Koi toh batado
This is the locus of the point P.
Now, for parabola, the plane must be either X = cont, or Y = const type of graphs (basically, i meant vertical planes)
For circle, the plane must be of Z = const. type (meaning horizontal planes)
For ellipse, the plane must be similar to the circle, but a bit tilted
And for hyperbola, the plane must intersect both the cones, and should not be planes for the parabola
with all that, i think we can solve the problem
(please do check and correct, might have said something wrong)
(sorry, im lazy, dont want to try with options… but if someone wants me to, i will try)
How exactly did you plot this graph since we need to find graph from eqn of a specific plane and here its not necessary that P and Q have same z coordinate either
They have given the coordinates of Q, and now try to find a point which makes a fixed angle with the Z-axis. It will be of this type itself, and extends both up and down…
its a really cool qn… i remember in school, before they actually start conic sections, in NCERT, they describe how to form the conics, which is with the help of a cone
For 50, is the ans BC?
A is wrong (just try subbing a = i or try to visualise the taking of the cross product, and you will find that v1, v2, v3, v4 etc are just like a windmill, and, v1 = v5, v2 = v6, and so on…

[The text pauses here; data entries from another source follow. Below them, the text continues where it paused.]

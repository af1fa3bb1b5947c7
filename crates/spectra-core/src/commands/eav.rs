//! # EAV Value Store
//!
//! Records carry metadata as rows of `eav_value`: one row per (record, attribute,
//! value). The value sits in the column matching the attribute's kind; the other value
//! columns stay `NULL`.
//!
//! ## Multi-valued Attributes
//!
//! An attribute may hold several values for the same record (repeated annotations), so
//! an entry is identified by its own [`EavId`], not by (record, attribute). Callers that
//! want single-valued semantics remove the old entries first or pass the previous
//! value to [`set_value`] for an in-place replacement.
//!
//! ## Redundancy Suppression
//!
//! Writing a value that the record already holds for that attribute is a no-op
//! reported as [`WriteOutcome::AlreadyPresent`]. Two layers implement it:
//!
//! 1. The session's [`RedundancyMemo`](crate::session::RedundancyMemo) answers for
//!    triples this session has already seen stored, without a round trip.
//! 2. The store's `UNIQUE (record_id, attribute_id, value_key)` constraint is the
//!    authority. Inserts use `INSERT OR IGNORE`, and an ignored insert is reported as
//!    already present, so concurrent sessions cannot create duplicates either.
//!
//! The memo is advisory: a stale hit (another session deleted the value) reports
//! "already present" until [`Session::clear_redundancy_memo`] is called.

use std::collections::HashMap;

use rusqlite::types::Value;
use rusqlite::{params, params_from_iter, Transaction};

use crate::attributes::{AttrValue, Attribute, ValueKind};
use crate::commands::helpers::{
    check_kind, require_records, select_in, writable_attribute, OptionalContext,
};
use crate::commands::WriteOutcome;
use crate::error::{EntityKind, Result, SpectraError, StoreContext};
use crate::model::{AttributeId, EavId, RecordId, TaxonomyId};
use crate::session::Session;

/// One stored value.
#[derive(Debug, Clone, PartialEq, serde::Serialize)]
pub struct EavEntry {
    pub id: EavId,
    pub record_id: RecordId,
    pub attribute_id: AttributeId,
    pub value: AttrValue,
    pub unit: Option<String>,
}

/// The six value columns in [`ValueKind::ALL`] order, with `value` in its own column.
fn column_values(value: &AttrValue) -> Vec<Value> {
    ValueKind::ALL
        .iter()
        .map(|kind| {
            if *kind == value.kind() {
                value.to_sql_value()
            } else {
                Value::Null
            }
        })
        .collect()
}

/// Fetch every entry of `attribute` for `records`, ordered by record then entry id.
pub(crate) fn fetch_entries(
    conn: &rusqlite::Connection,
    attribute: &Attribute,
    records: &[RecordId],
) -> Result<Vec<EavEntry>> {
    let sql = format!(
        "SELECT eav_id, record_id, {}, unit FROM eav_value
         WHERE attribute_id = ? AND record_id IN ({{}})
         ORDER BY record_id, eav_id",
        attribute.kind.column()
    );
    let rows = select_in(
        conn,
        "get values",
        &sql,
        &[Value::Integer(attribute.id.0)],
        records,
        |row| {
            Ok((
                row.get::<_, EavId>(0)?,
                row.get::<_, RecordId>(1)?,
                row.get::<_, Value>(2)?,
                row.get::<_, Option<String>>(3)?,
            ))
        },
    )?;

    let mut entries = Vec::with_capacity(rows.len());
    for (id, record_id, raw, unit) in rows {
        let value = AttrValue::from_stored(attribute.kind, raw)?.ok_or_else(|| {
            SpectraError::integrity(
                "get values",
                format!("entry {} has no {} value", id, attribute.kind),
            )
        })?;
        entries.push(EavEntry {
            id,
            record_id,
            attribute_id: attribute.id,
            value,
            unit,
        });
    }
    Ok(entries)
}

/// Group entries by record, keeping `records` order. Records without entries are
/// absent from the result.
fn in_record_order(records: &[RecordId], entries: Vec<EavEntry>) -> Vec<EavEntry> {
    let mut by_record: HashMap<RecordId, Vec<EavEntry>> = HashMap::new();
    for entry in entries {
        by_record.entry(entry.record_id).or_default().push(entry);
    }
    records
        .iter()
        .filter_map(|id| by_record.remove(id))
        .flatten()
        .collect()
}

and also v1 = -v3, v2 = -v4 and so on
Now, with the sigmas… you will find that after every three iterations, a vector of form 2i + j is formed… and in the next three iterations, the vector rotates 90degrees… so after every 12 iterations, the summation become 0…
So, 2016 is a multiple of 12…
at 2017, just sub it, and you will get -v1
And at 2021, you also get -3v1
Could you pls send a written solution @Curious_Monkey when you have time ?